- What you will do
Look through the records below and give the number of lines holding the string "ReadbackError", nothing more.
# # # #
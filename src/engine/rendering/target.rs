//! What a [`Renderer`](crate::rendering::Renderer) draws into.

use crate::rendering::readback::{self, ReadbackError};
use crate::rendering::swap_chain::check_extent;
use crate::rendering::{GraphicsDevice, SwapChain, SwapChainDesc, SwapChainError};
use log::debug;
use wgpu::{
    Extent3d, Texture, TextureDescriptor, TextureDimension, TextureFormat, TextureUsages,
    TextureView, TextureViewDescriptor,
};

/// A color texture that stands in for a window surface. It can be read back after drawing.
pub struct OffscreenTarget {
    texture: Texture,
    view: TextureView,
}

impl OffscreenTarget {
    pub fn new(
        device: &GraphicsDevice,
        width: u32,
        height: u32,
        format: TextureFormat,
    ) -> Result<Self, SwapChainError> {
        check_extent(width, height)?;

        let texture = device.device().create_texture(&TextureDescriptor {
            label: Some("Offscreen Target"),
            size: Extent3d {
                width,
                height,
                depth_or_array_layers: 1,
            },
            mip_level_count: 1,
            sample_count: 1,
            dimension: TextureDimension::D2,
            format,
            usage: TextureUsages::RENDER_ATTACHMENT
                | TextureUsages::TEXTURE_BINDING
                | TextureUsages::COPY_SRC,
            view_formats: &[],
        });
        let view = texture.create_view(&TextureViewDescriptor::default());

        Ok(OffscreenTarget { texture, view })
    }

    pub fn recreate(
        &mut self,
        device: &GraphicsDevice,
        width: u32,
        height: u32,
    ) -> Result<(), SwapChainError> {
        *self = Self::new(device, width, height, self.texture.format())?;
        Ok(())
    }

    #[inline]
    pub fn view(&self) -> &TextureView {
        &self.view
    }

    #[inline]
    pub fn texture(&self) -> &Texture {
        &self.texture
    }

    /// Tightly packed texels of the last drawn frame.
    pub fn read_back(&self, device: &GraphicsDevice) -> Result<Vec<u8>, ReadbackError> {
        readback::read_texture(device, &self.texture)
    }
}

/// How to create a [`RenderTarget`].
#[derive(Debug, Clone)]
pub enum TargetDesc {
    Window(SwapChainDesc),
    Offscreen {
        width: u32,
        height: u32,
        format: TextureFormat,
    },
}

impl From<SwapChainDesc> for TargetDesc {
    fn from(desc: SwapChainDesc) -> Self {
        TargetDesc::Window(desc)
    }
}

pub enum RenderTarget {
    Window(SwapChain),
    Offscreen(OffscreenTarget),
}

impl RenderTarget {
    pub fn create(device: &GraphicsDevice, desc: &TargetDesc) -> Result<Self, SwapChainError> {
        match desc {
            TargetDesc::Window(desc) => SwapChain::create(device, desc).map(RenderTarget::Window),
            TargetDesc::Offscreen {
                width,
                height,
                format,
            } => OffscreenTarget::new(device, *width, *height, *format)
                .map(RenderTarget::Offscreen),
        }
    }

    pub fn width(&self) -> u32 {
        match self {
            RenderTarget::Window(swap_chain) => swap_chain.width(),
            RenderTarget::Offscreen(target) => target.texture.width(),
        }
    }

    pub fn height(&self) -> u32 {
        match self {
            RenderTarget::Window(swap_chain) => swap_chain.height(),
            RenderTarget::Offscreen(target) => target.texture.height(),
        }
    }

    pub fn format(&self) -> TextureFormat {
        match self {
            RenderTarget::Window(swap_chain) => swap_chain.format(),
            RenderTarget::Offscreen(target) => target.texture.format(),
        }
    }

    /// Makes a view available for this frame. Offscreen targets always have one.
    pub fn acquire(&mut self, device: &GraphicsDevice) -> Result<(), SwapChainError> {
        match self {
            RenderTarget::Window(swap_chain) => swap_chain.acquire_back_buffer(device).map(drop),
            RenderTarget::Offscreen(_) => Ok(()),
        }
    }

    pub fn view(&self) -> Option<&TextureView> {
        match self {
            RenderTarget::Window(swap_chain) => swap_chain.back_buffer_view(),
            RenderTarget::Offscreen(target) => Some(target.view()),
        }
    }

    pub fn present(&mut self) -> Result<(), SwapChainError> {
        match self {
            RenderTarget::Window(swap_chain) => swap_chain.present(),
            RenderTarget::Offscreen(_) => Ok(()),
        }
    }

    pub fn resize(
        &mut self,
        device: &GraphicsDevice,
        width: u32,
        height: u32,
    ) -> Result<(), SwapChainError> {
        match self {
            RenderTarget::Window(swap_chain) => swap_chain.resize(device, width, height),
            RenderTarget::Offscreen(target) => {
                target.recreate(device, width, height)?;
                debug!("Recreated offscreen target at {width}x{height}");
                Ok(())
            }
        }
    }

    pub fn swap_chain(&self) -> Option<&SwapChain> {
        match self {
            RenderTarget::Window(swap_chain) => Some(swap_chain),
            RenderTarget::Offscreen(_) => None,
        }
    }

    pub fn swap_chain_mut(&mut self) -> Option<&mut SwapChain> {
        match self {
            RenderTarget::Window(swap_chain) => Some(swap_chain),
            RenderTarget::Offscreen(_) => None,
        }
    }

    pub fn offscreen(&self) -> Option<&OffscreenTarget> {
        match self {
            RenderTarget::Window(_) => None,
            RenderTarget::Offscreen(target) => Some(target),
        }
    }
}
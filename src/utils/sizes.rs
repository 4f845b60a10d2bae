use nalgebra::{Matrix4, Vector2, Vector3, Vector4};

pub const VEC2_SIZE: u64 = size_of::<Vector2<f32>>() as u64;
pub const VEC3_SIZE: u64 = size_of::<Vector3<f32>>() as u64;
pub const VEC4_SIZE: u64 = size_of::<Vector4<f32>>() as u64;
pub const MAT4_SIZE: u64 = size_of::<Matrix4<f32>>() as u64;

/// Constant buffers are bound in 16 byte registers.
pub const CONSTANT_BUFFER_ALIGNMENT: usize = 16;

/// Sum of all attribute sizes in a vertex buffer layout, ignoring its stride.
pub const fn layout_size(layout: &wgpu::VertexBufferLayout) -> u64 {
    let mut sum: u64 = 0;
    let mut i = 0;

    while i < layout.attributes.len() {
        sum += layout.attributes[i].format.size();
        i += 1;
    }

    sum
}
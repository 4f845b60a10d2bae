//! Raw input records consumed by the camera controller.
//!
//! The crate never owns a window or an event loop. Applications forward winit events
//! through [`InputEvent::from_window_event`] and [`InputEvent::from_device_event`].

pub mod events;

pub use self::events::*;
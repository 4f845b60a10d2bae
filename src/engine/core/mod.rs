//! Scene structure and geometry basics.
//!
//! This includes the scene graph with its nodes, node transforms and the vertex type used
//! by imported and built-in meshes.

pub mod node;
pub mod primitives;
pub mod scene_graph;
pub mod transform;
pub mod vertex;

pub use node::*;
pub use scene_graph::*;
pub use transform::*;
pub use vertex::*;
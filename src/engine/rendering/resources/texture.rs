//! 2D textures with a default shader resource view.

use crate::error_info;
use crate::rendering::readback::read_texture;
use crate::rendering::{ErrorCode, GraphicsDevice};
use bon::Builder;
use log::debug;
use snafu::Snafu;
use wgpu::{
    Extent3d, Origin3d, TexelCopyBufferLayout, TexelCopyTextureInfo, TextureAspect,
    TextureDescriptor, TextureDimension, TextureFormat, TextureUsages, TextureView,
    TextureViewDescriptor,
};

#[derive(Debug, Snafu)]
#[snafu(context(suffix(Err)), visibility(pub(crate)))]
pub enum TextureError {
    #[snafu(display("Failed to create texture [{code}]: {message}"))]
    CreateTextureFailed { code: ErrorCode, message: String },

    #[snafu(display("Failed to create shader resource view [{code}]: {message}"))]
    CreateShaderResourceViewFailed { code: ErrorCode, message: String },

    #[snafu(display("Invalid texture dimensions [{code}]: {message}"))]
    InvalidDimensions { code: ErrorCode, message: String },

    #[snafu(display("Failed to read texture back [{code}]: {message}"))]
    ReadbackFailed { code: ErrorCode, message: String },
}

error_info!(TextureError {
    CreateTextureFailed,
    CreateShaderResourceViewFailed,
    InvalidDimensions,
    ReadbackFailed,
});

pub type Result<T, E = TextureError> = std::result::Result<T, E>;

#[derive(Debug, Copy, Clone, PartialEq, Eq, Builder)]
pub struct Texture2DDesc {
    pub width: u32,
    pub height: u32,
    #[builder(default = TextureFormat::Rgba8UnormSrgb)]
    pub format: TextureFormat,
    #[builder(default = 1)]
    pub mip_levels: u32,
}

impl Texture2DDesc {
    pub fn new(width: u32, height: u32) -> Self {
        Texture2DDesc {
            width,
            height,
            format: TextureFormat::Rgba8UnormSrgb,
            mip_levels: 1,
        }
    }

    /// Checks the extent, the row pitch and the amount of pixel data against each other.
    pub fn validate(&self, max_dimension: u32, pixels: &[u8], row_pitch: u32) -> Result<()> {
        let (width, height) = (self.width, self.height);

        if width == 0 || height == 0 || width > max_dimension || height > max_dimension {
            return InvalidDimensionsErr {
                code: ErrorCode::INVALID_ARGUMENT,
                message: format!("{width}x{height} is outside 1..={max_dimension}"),
            }
            .fail();
        }

        if self.mip_levels == 0 {
            return InvalidDimensionsErr {
                code: ErrorCode::INVALID_ARGUMENT,
                message: "a texture needs at least one mip level",
            }
            .fail();
        }

        let Some(bpp) = self.format.block_copy_size(None) else {
            return InvalidDimensionsErr {
                code: ErrorCode::UNSUPPORTED,
                message: format!("{:?} has no uniform texel size", self.format),
            }
            .fail();
        };
        if self.format.is_compressed() {
            return InvalidDimensionsErr {
                code: ErrorCode::UNSUPPORTED,
                message: format!("{:?} is block compressed", self.format),
            }
            .fail();
        }

        let tight_pitch = width as u64 * bpp as u64;
        if (row_pitch as u64) < tight_pitch {
            return InvalidDimensionsErr {
                code: ErrorCode::INVALID_ARGUMENT,
                message: format!("row pitch {row_pitch} is below {tight_pitch}"),
            }
            .fail();
        }

        let needed = row_pitch as u64 * (height as u64 - 1) + tight_pitch;
        if (pixels.len() as u64) < needed {
            return InvalidDimensionsErr {
                code: ErrorCode::INVALID_ARGUMENT,
                message: format!("{} bytes of pixel data, {needed} needed", pixels.len()),
            }
            .fail();
        }

        Ok(())
    }
}

#[derive(Debug)]
pub struct Texture2D {
    texture: wgpu::Texture,
    view: TextureView,
    width: u32,
    height: u32,
    format: TextureFormat,
}

impl Texture2D {
    pub(crate) fn create(
        device: &GraphicsDevice,
        desc: &Texture2DDesc,
        pixels: &[u8],
        row_pitch: u32,
        label: Option<&str>,
    ) -> Result<Texture2D> {
        let max = device.device().limits().max_texture_dimension_2d;
        desc.validate(max, pixels, row_pitch)?;

        let size = Extent3d {
            width: desc.width,
            height: desc.height,
            depth_or_array_layers: 1,
        };

        let texture = device.device().create_texture(&TextureDescriptor {
            label,
            size,
            mip_level_count: desc.mip_levels,
            sample_count: 1,
            dimension: TextureDimension::D2,
            format: desc.format,
            usage: TextureUsages::TEXTURE_BINDING
                | TextureUsages::COPY_DST
                | TextureUsages::COPY_SRC,
            view_formats: &[],
        });

        device.queue().write_texture(
            TexelCopyTextureInfo {
                texture: &texture,
                mip_level: 0,
                origin: Origin3d::ZERO,
                aspect: TextureAspect::All,
            },
            pixels,
            TexelCopyBufferLayout {
                offset: 0,
                bytes_per_row: Some(row_pitch),
                rows_per_image: Some(desc.height),
            },
            size,
        );

        let view = texture.create_view(&TextureViewDescriptor {
            label: Some("Texture View"),
            ..TextureViewDescriptor::default()
        });

        debug!(
            "Created texture {} {}x{} {:?}",
            label.unwrap_or("<unnamed>"),
            desc.width,
            desc.height,
            desc.format
        );

        Ok(Texture2D {
            texture,
            view,
            width: desc.width,
            height: desc.height,
            format: desc.format,
        })
    }

    /// Decodes an image container (PNG, JPEG, ...) into an sRGB RGBA8 texture.
    pub(crate) fn decode(device: &GraphicsDevice, bytes: &[u8]) -> Result<Texture2D> {
        let image = image::load_from_memory(bytes)
            .map_err(|e| TextureError::CreateTextureFailed {
                code: ErrorCode::INVALID_ARGUMENT,
                message: e.to_string(),
            })?
            .into_rgba8();

        let (width, height) = image.dimensions();
        let desc = Texture2DDesc::new(width, height);

        Self::create(device, &desc, image.as_raw(), width * 4, Some("Decoded Texture"))
    }

    /// Copies the top mip level back to the host, tightly packed in the texture's format.
    /// Blocks until the GPU is idle.
    pub fn read_back(&self, device: &GraphicsDevice) -> Result<Vec<u8>> {
        read_texture(device, &self.texture).map_err(|e| TextureError::ReadbackFailed {
            code: e.code(),
            message: e.message().to_string(),
        })
    }

    #[inline]
    pub fn raw(&self) -> &wgpu::Texture {
        &self.texture
    }

    #[inline]
    pub fn view(&self) -> &TextureView {
        &self.view
    }

    #[inline]
    pub fn width(&self) -> u32 {
        self.width
    }

    #[inline]
    pub fn height(&self) -> u32 {
        self.height
    }

    #[inline]
    pub fn format(&self) -> TextureFormat {
        self.format
    }
}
# # # #
- Answer box
2